Captain Billy Rotne, of Ponce Inlet Charters, positioned his friend within range of a school of black drum and redfish mixed together in Florida’s Indian River Lagoon. In front of the canoe, angler Kieran Hoffman was ready with his 6-weight fly rod and a black-and-purple Caloosa Flat’s Crab fly.
The pair had fished together many times before, and caught plenty of drum on their adventures. But this trip was different.
Hoffman fought and tired another drum successfully, bringing it close to the canoe for release. The fish fought like a typical redfish, said Hoffman. But when the two anglers got eyes on the catch, they were thrown off. They instantly knew this fish was different.
“It had the pectoral fins of a black drum, a wider body profile than a redfish, and yet a slimmer profile than a black drum,” said Rotne. “The teeth, scales, tail and slime were those of a redfish. It had a bronze-like color that was darker than a redfish, but lighter than a black drum. There were no barbels or markings of any kind, including stripes or spots.”
The two anglers suspected Hoffman had landed a redfish-black drum hybrid. Although redfish and black drum are both in the Sciaenidae family, they spawn in distinctive areas and at different times of the year. To see a hybrid of the two species in the wild is very rare.
“The likelihood of hybridity in wild populations is low given the temporal and spatial differences with spawning in these species,” says Sarah Walters Burnsed, a marine fisheries biologist with the Florida Fish and Wildlife Research Institute. “Reds are fall spawners in nearshore waters while black drum spawn in spring, closer to shore and within the estuaries.”
But black drum and redfish can reproduce together. Both produce distinct sounds associated with reproduction, vibrating specialized sonic muscles against their swim bladders, says Burnsed. Aquaculture studies found that crossing female black drum with male red drum produced offspring that grew faster than their parents and still tasted about the same.
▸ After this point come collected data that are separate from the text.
//! Benchmarks for the ranking pipeline (BM25, composite ranking, dedup, sort).
//!
//! Run with: `cargo bench -p scholar-aggregator --bench ranking`

use std::hint::black_box;

use chrono::NaiveDate;
use criterion::{BenchmarkId, Criterion, Throughput, criterion_group, criterion_main};

use scholar_aggregator::config::{Bm25Params, RankingWeights};
use scholar_aggregator::models::{Article, EnhancedArticle, SortOption};
use scholar_aggregator::pipeline::relevance::bm25::bm25_relevance;
use scholar_aggregator::pipeline::{deduplicate, rank_article, sort_articles};

const QUERY: &str = "quantum error correction surface codes";

const TOPICS: [&str; 6] = [
    "surface codes for quantum error correction with logical qubits",
    "graphene transistors and two dimensional materials",
    "attention mechanisms in transformer language models",
    "topological phases of matter and anyonic statistics",
    "decoding algorithms for stabilizer codes under noise",
    "protein folding with deep learning and structure prediction",
];

fn today() -> NaiveDate {
    NaiveDate::from_ymd_opt(2024, 6, 1).unwrap_or_default()
}

/// Deterministic synthetic corpus; every seventh article repeats an earlier DOI.
fn corpus(size: usize) -> Vec<Article> {
    (0..size)
        .map(|i| {
            let topic = TOPICS[i % TOPICS.len()];
            let doi_index = if i % 7 == 6 { i - 3 } else { i };
            Article {
                doi: format!("10.1000/bench.{doi_index}"),
                title: format!("{} ({i})", topic.split_whitespace().take(4).collect::<Vec<_>>().join(" ")),
                r#abstract: format!("{topic}. We study {topic} in setting {i}."),
                journal: format!("Journal {}", i % 11),
                date: format!("{}-{:02}", 2000 + i % 25, 1 + i % 12),
                citation_count: (i as u64 * 37) % 2_000,
                ..Default::default()
            }
        })
        .collect()
}

fn documents(articles: &[Article]) -> Vec<String> {
    articles.iter().map(|a| format!("{} {}", a.title, a.r#abstract)).collect()
}

fn bench_bm25(c: &mut Criterion) {
    let mut group = c.benchmark_group("bm25");
    for size in [25, 100, 500] {
        let docs = documents(&corpus(size));
        group.throughput(Throughput::Elements(size as u64));
        group.bench_with_input(BenchmarkId::from_parameter(size), &docs, |b, docs| {
            b.iter(|| bm25_relevance(black_box(QUERY), black_box(docs), Bm25Params::default()));
        });
    }
    group.finish();
}

fn bench_rank(c: &mut Criterion) {
    let weights = RankingWeights::default();
    let today = today();

    let mut group = c.benchmark_group("rank");
    for size in [25, 100, 500] {
        let articles = corpus(size);
        let relevance = bm25_relevance(QUERY, &documents(&articles), Bm25Params::default());
        group.throughput(Throughput::Elements(size as u64));
        group.bench_with_input(BenchmarkId::from_parameter(size), &articles, |b, articles| {
            b.iter(|| {
                articles
                    .iter()
                    .zip(&relevance)
                    .map(|(article, &score)| rank_article(QUERY, article, score, today, &weights))
                    .sum::<f64>()
            });
        });
    }
    group.finish();
}

fn bench_dedup_and_sort(c: &mut Criterion) {
    let today = today();
    let articles = corpus(500);
    let enhanced: Vec<EnhancedArticle> = articles
        .iter()
        .cloned()
        .enumerate()
        .map(|(i, article)| EnhancedArticle {
            relevance_score: (i % 10) as f64 / 10.0,
            ranking_score: (i % 17) as f64 / 17.0,
            ..EnhancedArticle::unscored(article)
        })
        .collect();

    c.bench_function("dedup/500", |b| {
        b.iter(|| deduplicate(black_box(articles.clone())));
    });

    let mut group = c.benchmark_group("sort/500");
    for option in [SortOption::Relevance, SortOption::CitationCount, SortOption::Date] {
        group.bench_with_input(BenchmarkId::from_parameter(format!("{option:?}")), &enhanced, |b, enhanced| {
            b.iter(|| {
                let mut view = enhanced.clone();
                sort_articles(&mut view, option, today);
                view
            });
        });
    }
    group.finish();
}

criterion_group!(benches, bench_bm25, bench_rank, bench_dedup_and_sort);
criterion_main!(benches);
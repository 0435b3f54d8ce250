#![no_main]

use libfuzzer_sys::fuzz_target;
use scholar_aggregator::models::{CrossrefItem, RawRecord};
use scholar_aggregator::pipeline::normalize;

fuzz_target!(|data: &[u8]| {
    // Any decodable item must normalize without panicking
    if let Ok(item) = serde_json::from_slice::<CrossrefItem>(data) {
        let _ = normalize(&RawRecord::Crossref(item));
    }
});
“Mosquito Lagoon is something of a special case,” says Michael D. Tringali, a senior research scientist with the Florida Fish and Wildlife Research Institute. “Fish life histories and behaviors often differ in that system. Whereas red drum typically spawn in nearshore waters elsewhere, they may spawn inside the lagoon. This would conceivably remove the spatial constraint to cross-species fertilization. The catch is tantalizing. The hints of vertical striping are hard to explain.”
External indicators such as ray counts and clear morphometric differences can help identify fish species, but the best option is to conduct a diagnostic test on a fin clip, says Burnsed. A genetic test of this nature would have given a definitive answer. Rotne and Hoffman took a couple photos of the fish and released it back into the lagoon without getting a fin clip.
Still, Rotne, who has caught thousands of redfish and black drum in the Indian River lagoon, is confident in Hoffman’s catch.
“That’s the only hybrid I’ve seen in my 25 years fishing the lagoon,” said Rotne. “I have not seen or heard of an angler ever catching a fish like this. It could be the first true wild hybrid ever caught.”